ADAMS 13 mutation is responsible for:
**Core Concept:**
ADAMS 13 mutation refers to the genetic disorder Mutation in the gene for plasma protein Factor XIII (FXIII), a clotting factor. FXIII plays a crucial role in cross-linking fibrin molecules during the coagulation process, ensuring the stability and strength of blood clots. Factor XIII deficiency leads to impaired clot formation and increased bleeding tendency.

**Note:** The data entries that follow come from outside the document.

//! # Discord Log Forwarding
//!
//! A tracing layer that forwards log records at or above a configured
//! severity to a Discord webhook, mirroring the console output operators
//! already watch.
//!
//! Forwarding is best-effort by construction: records flow through a
//! bounded channel into a background task, and both a full channel and a
//! failed delivery drop the record. The forwarding path itself never logs
//! through tracing, which would feed straight back into this layer.

use std::time::Duration;

use tokio::sync::mpsc;
use tracing::field::{Field, Visit};
use tracing::{Event, Level, Subscriber};
use tracing_subscriber::layer::{Context, Layer};

const CHANNEL_CAPACITY: usize = 256;
const FORWARD_TIMEOUT: Duration = Duration::from_secs(10);

/// Tracing layer forwarding formatted records to a Discord webhook.
pub struct DiscordLogLayer {
    min_level: Level,
    tx: mpsc::Sender<String>,
}

impl DiscordLogLayer {
    /// Create the layer and spawn its forwarding task.
    ///
    /// The task drains until every sender clone is dropped, so it ends
    /// with the subscriber that owns the layer.
    pub fn new(webhook_url: String, min_level: Level) -> (Self, tokio::task::JoinHandle<()>) {
        let (tx, rx) = mpsc::channel(CHANNEL_CAPACITY);
        let forwarder = tokio::spawn(forward_loop(webhook_url, rx));

        (Self { min_level, tx }, forwarder)
    }
}

impl<S: Subscriber> Layer<S> for DiscordLogLayer {
    fn on_event(&self, event: &Event<'_>, _ctx: Context<'_, S>) {
        let metadata = event.metadata();

        // Level orders ERROR lowest, so "at or above severity" is <=.
        if *metadata.level() > self.min_level {
            return;
        }

        // Events from the forwarding client's own HTTP stack must not feed
        // back into the channel.
        let target = metadata.target();
        if target.starts_with("hyper") || target.starts_with("reqwest") || target.starts_with("h2")
        {
            return;
        }

        let mut visitor = MessageVisitor::default();
        event.record(&mut visitor);

        let content = format!("**{}** `{}` {}", metadata.level(), target, visitor.rendered);
        let _ = self.tx.try_send(content);
    }
}

/// Renders an event's fields into a single line, message first.
#[derive(Default)]
struct MessageVisitor {
    rendered: String,
}

impl Visit for MessageVisitor {
    fn record_debug(&mut self, field: &Field, value: &dyn std::fmt::Debug) {
        use std::fmt::Write;

        if !self.rendered.is_empty() {
            self.rendered.push(' ');
        }

        if field.name() == "message" {
            let _ = write!(self.rendered, "{:?}", value);
        } else {
            let _ = write!(self.rendered, "{}={:?}", field.name(), value);
        }
    }
}

/// Drain the channel, posting each record as a plain content message.
async fn forward_loop(webhook_url: String, mut rx: mpsc::Receiver<String>) {
    let Ok(http) = reqwest::Client::builder().timeout(FORWARD_TIMEOUT).build() else {
        return;
    };

    while let Some(content) = rx.recv().await {
        let body = serde_json::json!({ "content": content });
        // Delivery failures are dropped; reporting them through tracing
        // would loop back into this channel.
        let _ = http.post(&webhook_url).json(&body).send().await;
    }
}

#[cfg(test)]
#[path = "discord_log_tests.rs"]
mod tests;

**Why the Correct Answer is Right:**
The correct answer, C. Ataxia Telangiectasia Mutated (ATM), is related to an unrelated condition, not ADAMS 13 mutation. ATM is associated with Ataxia Telangiectasia, a rare autosomal recessive disorder characterized by progressive cerebellar ataxia (loss of balance and coordination), ocular telangiectasia (abnormal dilation of blood vessels), and increased susceptibility to cancer and infections. ATM is a protein kinase involved in cellular response to DNA damage, cell cycle control, and apoptosis (programmed cell death). In contrast, ADAMS 13 mutation directly affects the coagulation process, leading to bleeding disorders.
**Why Each Wrong Option is Incorrect:**
A. **Mutation in FVIII (Factor VIII)**: This is related to Hemophilia A, a rare inherited bleeding disorder caused by deficiency or dysfunction of Factor VIII, an essential clotting factor involved in the intrinsic pathway of coagulation. Hemophilia A is not related to ADAMS 13 mutation.
B. **Mutation in FIX (Factor IX)**: This is associated with Hemophilia B, also known as Christmas disease, caused by deficiency or dysfunction of Factor IX, another clotting factor involved in the intrinsic pathway of coagulation. Hemophilia B is not related to ADAMS 13 mutation.
D. **Mutation in FXIII (Factor XIII)**: This is related to Factor XIII deficiency, a bleeding disorder resulting from reduced or absent FXIII activity. Factor XIII deficiency directly affects the coagulation process, similar to ADAMS 13 mutation, which is not the case for ADAMS 13 mutation.
**Clinical Pearl:**
ADAMS 13 mutation refers to a specific type of bleeding disorder caused by mutations in the F13A gene, which encodes for the A2 subunit of FXIII. These mutations lead to impaired FXIII activation and reduced FXIII activity, resulting in bleeding diathesis. The correct answer, C. ATM, is unrelated to the coagulation process but is involved in cellular response to DNA damage and apoptosis.